Role of MMPs and MMP activity. f-DMEM induced shedding of CS (A), and syndecan-1 ectodomain (B) was abolished by the general MMP inhibitor GM6001 after 2 h (n = 3). GM6001 NC served as negative control. C: f-DMEM-induced activation of MMPs was suppressed by S1P (2 h) (n = 4). Data shows the involvement of MMPs in CS shedding. **Significant difference (P < 0.01).

Fig. 8.

The separate and concurrent effects of specific MMP inhibitors on CS. Before staining of CS, cells were treated with p-DMEM, 400 nM MMP-9 inhibitor alone, 1 μM MMP-13 inhibitor alone, and f-DMEM for 2 h (A and C), or were treated with p-DMEM, 400 nM MMP-9 inhibitor and 1 μM MMP-13 inhibitor together, and f-DMEM for 2 h (B and D). MMP-9 plus MMP-13 can account for all CS shedding. Scale bar: 20 μm. **Significant difference vs. p-DMEM control (P < 0.01; n = 3).

Fig. 9.

Summary of the role of plasma protein (S1P) in glycocalyx protection. Starting from the left: serum albumin carries S1P, which can activate the S1P₁ receptor.
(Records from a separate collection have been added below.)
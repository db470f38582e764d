//! Per-core instruction state machine.
//!
//! A `Core` does not own its cache — the `Simulation` owns a flat
//! `Vec<Cache>` indexed by core id, and hands this core `&mut Cache` for
//! the duration of each step. This is what lets the bus later borrow the
//! same `Vec<Cache>` as a whole slice during its own tick, without any
//! core holding a reference into it across cycles.

use log::trace;

use crate::addr::Addr;
use crate::bus::{Bus, BusRequest, BusRequestKind, BusResponse};
use crate::cache::{BlockState, Cache};
use crate::config::Timing;
use crate::instr::Instruction;
use crate::protocol::{AccessOutcome, CoherenceProtocol};

#[derive(Debug, Clone, Copy, PartialEq, Eq)]
pub enum CoreState {
    Ready,
    ExecuteNonMem { remaining: u64 },
    AwaitBusLoad,
    AwaitBusStore,
    ExecuteLoad { remaining: u64 },
    ExecuteStore { remaining: u64 },
    Done,
}

#[derive(Debug, Default, Clone, Copy)]
pub struct CoreStats {
    pub load_instrs: u64,
    pub store_instrs: u64,
    pub cache_hits: u64,
    pub cache_misses: u64,
    pub compute_cycles: u64,
    pub idle_cycles: u64,
}

impl CoreStats {
    pub fn execution_cycles(&self) -> u64 {
        self.compute_cycles + self.idle_cycles
    }
}

/// A core's in-flight access, kept until the bus response resolves it.
#[derive(Debug, Clone, Copy)]
struct PendingAccess {
    addr: Addr,
    is_store: bool,
}

pub struct Core<P: CoherenceProtocol> {
    pub id: usize,
    pub protocol: P,
    pub stats: CoreStats,
    state: CoreState,
    trace: Vec<Instruction>,
    pc: usize,
    pending: Option<PendingAccess>,
}

impl<P: CoherenceProtocol> Core<P> {
    pub fn new(id: usize, protocol: P, trace: Vec<Instruction>) -> Self {
        Core {
            id,
            protocol,
            stats: CoreStats::default(),
            state: CoreState::Ready,
            trace,
            pc: 0,
            pending: None,
        }
    }

    pub fn is_done(&self) -> bool {
        self.state == CoreState::Done
    }

    fn next_instruction(&mut self) -> Option<Instruction> {
        let instr = self.trace.get(self.pc).copied();
        if instr.is_some() {
            self.pc += 1;
        }
        instr
    }

    /// Advance this core by one cycle: fetch if READY, act on a posted bus
    /// response if awaiting one, or burn down a compute/post-miss countdown.
    pub fn step(&mut self, cache: &mut Cache, bus: &mut Bus, timing: &Timing) {
        match self.state {
            CoreState::Ready => self.step_ready(cache, bus),
            CoreState::ExecuteNonMem { remaining } => {
                self.stats.compute_cycles += 1;
                let remaining = remaining.saturating_sub(1);
                self.state = if remaining == 0 {
                    CoreState::Ready
                } else {
                    CoreState::ExecuteNonMem { remaining }
                };
            }
            CoreState::AwaitBusLoad | CoreState::AwaitBusStore => {
                if let Some(response) = bus.take_response(self.id) {
                    self.resolve_miss(cache, response, timing);
                } else {
                    self.stats.idle_cycles += 1;
                }
            }
            CoreState::ExecuteLoad { remaining } | CoreState::ExecuteStore { remaining } => {
                self.stats.idle_cycles += 1;
                let remaining = remaining.saturating_sub(1);
                self.state = if remaining == 0 {
                    CoreState::Ready
                } else if matches!(self.state, CoreState::ExecuteLoad { .. }) {
                    CoreState::ExecuteLoad { remaining }
                } else {
                    CoreState::ExecuteStore { remaining }
                };
            }
            CoreState::Done => {}
        }
    }

    fn step_ready(&mut self, cache: &mut Cache, bus: &mut Bus) {
        let Some(instr) = self.next_instruction() else {
            self.state = CoreState::Done;
            return;
        };
        trace!("core {}: fetched {:?}", self.id, instr);
        match instr {
            Instruction::Load(addr) => {
                self.stats.load_instrs += 1;
                match self.protocol.on_read(cache, addr) {
                    AccessOutcome::Hit => {
                        cache.touch(addr);
                        self.stats.cache_hits += 1;
                        self.stats.idle_cycles += 1;
                        self.state = CoreState::Ready;
                    }
                    AccessOutcome::Miss(kind) => {
                        self.issue_miss(cache, bus, addr, kind, false);
                    }
                }
            }
            Instruction::Store(addr) => {
                self.stats.store_instrs += 1;
                match self.protocol.on_write(cache, addr) {
                    AccessOutcome::Hit => {
                        cache.touch(addr);
                        self.stats.cache_hits += 1;
                        self.stats.idle_cycles += 1;
                        self.state = CoreState::Ready;
                    }
                    AccessOutcome::Miss(kind) => {
                        self.issue_miss(cache, bus, addr, kind, true);
                    }
                }
            }
            Instruction::Other(cycles) => {
                self.stats.compute_cycles += 1;
                self.state = if cycles == 0 {
                    CoreState::Ready
                } else {
                    CoreState::ExecuteNonMem { remaining: cycles - 1 }
                };
            }
        }
    }

    fn issue_miss(
        &mut self,
        cache: &Cache,
        bus: &mut Bus,
        addr: Addr,
        kind: BusRequestKind,
        is_store: bool,
    ) {
        self.stats.cache_misses += 1;
        self.stats.idle_cycles += 1;
        let origin_state_when_issued = cache.state_of(addr);
        bus.enqueue(BusRequest {
            kind,
            origin_core_id: self.id,
            address: addr,
            origin_state_when_issued,
        });
        self.pending = Some(PendingAccess { addr, is_store });
        self.state = if is_store {
            CoreState::AwaitBusStore
        } else {
            CoreState::AwaitBusLoad
        };
    }

    fn resolve_miss(&mut self, cache: &mut Cache, response: BusResponse, timing: &Timing) {
        let pending = self
            .pending
            .take()
            .expect("a posted response implies a pending access");
        let addr = pending.addr;
        let mut extra_cycles = 0u64;

        if !cache.is_present(addr) {
            if cache.is_set_full(addr) {
                let victim = cache.evict_target(addr);
                if victim.state == BlockState::Modified {
                    extra_cycles += timing.evict_dirty_cache_block_cc;
                }
            }
            cache.install(addr);
        }
        cache.touch(addr);
        self.protocol.on_bus_response(cache, addr, &response);

        self.stats.idle_cycles += 1;
        self.state = if extra_cycles == 0 {
            CoreState::Ready
        } else if pending.is_store {
            CoreState::ExecuteStore { remaining: extra_cycles - 1 }
        } else {
            CoreState::ExecuteLoad { remaining: extra_cycles - 1 }
        };
    }
}

#[cfg(test)]
mod tests {
    use super::*;
    use crate::config::{Config, Protocol as ProtoSel};
    use crate::protocol::Mesi;
    use std::fs;

    fn cfg() -> Config {
        let dir = std::env::temp_dir().join(format!("cachesim_core_test_{}", std::process::id()));
        fs::create_dir_all(&dir).unwrap();
        let base = dir.join("trace");
        for i in 0..4 {
            fs::write(format!("{}_{}.data", base.display(), i), "").unwrap();
        }
        Config::new(ProtoSel::Mesi, base, 64, 2, 16).unwrap()
    }

    fn make_core(id: usize, trace: Vec<Instruction>) -> Core<Mesi> {
        Core::new(id, Mesi::default(), trace)
    }

    #[test]
    fn other_instruction_consumes_k_cycles_of_compute() {
        let cfg = cfg();
        let mut cache = Cache::new(&cfg);
        let mut bus = Bus::new();
        let mut core = make_core(0, vec![Instruction::Other(3)]);
        core.step(&mut cache, &mut bus, &cfg.timing); // ExecuteNonMem{remaining:2}
        assert_eq!(core.stats.compute_cycles, 1);
        core.step(&mut cache, &mut bus, &cfg.timing); // remaining 2->1
        assert_eq!(core.stats.compute_cycles, 2);
        core.step(&mut cache, &mut bus, &cfg.timing); // remaining 1->0 -> Ready
        assert_eq!(core.stats.compute_cycles, 3);
        assert_eq!(core.state, CoreState::Ready);
    }

    #[test]
    fn load_on_invalid_block_issues_busrd_and_awaits() {
        let cfg = cfg();
        let mut cache = Cache::new(&cfg);
        let addr = Addr(0x00);
        let mut bus = Bus::new();
        let mut core = make_core(0, vec![Instruction::Load(addr)]);

        core.step(&mut cache, &mut bus, &cfg.timing);
        assert_eq!(core.state, CoreState::AwaitBusLoad);
        assert_eq!(core.stats.cache_misses, 1);
        assert_eq!(core.stats.load_instrs, 1);

        // idles while no response has been posted yet
        core.step(&mut cache, &mut bus, &cfg.timing);
        assert_eq!(core.state, CoreState::AwaitBusLoad);
        assert_eq!(core.stats.idle_cycles, 2);
    }

    #[test]
    fn store_on_shared_block_issues_busrdx() {
        let cfg = cfg();
        let mut cache = Cache::new(&cfg);
        let addr = Addr(0x00);
        cache.install(addr);
        cache.set_state(addr, BlockState::Shared);
        let mut bus = Bus::new();
        let mut core = make_core(0, vec![Instruction::Store(addr)]);

        core.step(&mut cache, &mut bus, &cfg.timing);
        assert_eq!(core.state, CoreState::AwaitBusStore);
        assert_eq!(core.stats.cache_misses, 1);
    }

    #[test]
    fn exhausted_trace_reaches_done() {
        let cfg = cfg();
        let mut cache = Cache::new(&cfg);
        let mut bus = Bus::new();
        let mut core = make_core(0, vec![]);
        core.step(&mut cache, &mut bus, &cfg.timing);
        assert!(core.is_done());
    }
}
The activation of S1P₁ inhibits the activity of MMPs and abolishes MMP activity-dependent syndecan-1 ectodomain shedding. Starting from the right: the S1P- S1P₁ receptor agonist activity can be blocked by W146. After the bound S1P on the cell surface is cleared by removal of plasma protein (or S1P), the inhibition of MMP activity (MMP-9 and -13) is attenuated (broken line), and this induces the shedding of syndecan-1 by cleaving its ectodomain.